In the entries below, every line with the string "crate" is to be reported.
---------- PROVIDED INFORMATION
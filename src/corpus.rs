//! Loading, canonicalizing and persisting the rule and safe-sender corpus.
//!
//! Exports are deterministic: condition lists and the safe list are
//! lowercased, trimmed, de-duplicated and sorted, and every string scalar is
//! written single-quoted so regex patterns survive without escape churn.
//! The file being replaced is first copied to the archive directory.

use crate::config::SweepConfig;
use crate::error::{Result, SweepError};
use crate::rules::{FieldKind, Rule, RuleEntry, RuleSet, SafeSenderList};
use chrono::Local;
use serde_yaml::{Mapping, Value};
use std::collections::{BTreeMap, HashSet};
use std::fs;
use std::path::{Path, PathBuf};

pub struct CorpusStore {
    rules_file: PathBuf,
    safe_senders_file: PathBuf,
    archive_dir: PathBuf,
}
--------------------
# SOLUTION TO THIS TASK
use crate::config::SweepConfig;
use crate::error::{Result, SweepError};
use crate::rules::{FieldKind, Rule, RuleEntry, RuleSet, SafeSenderList};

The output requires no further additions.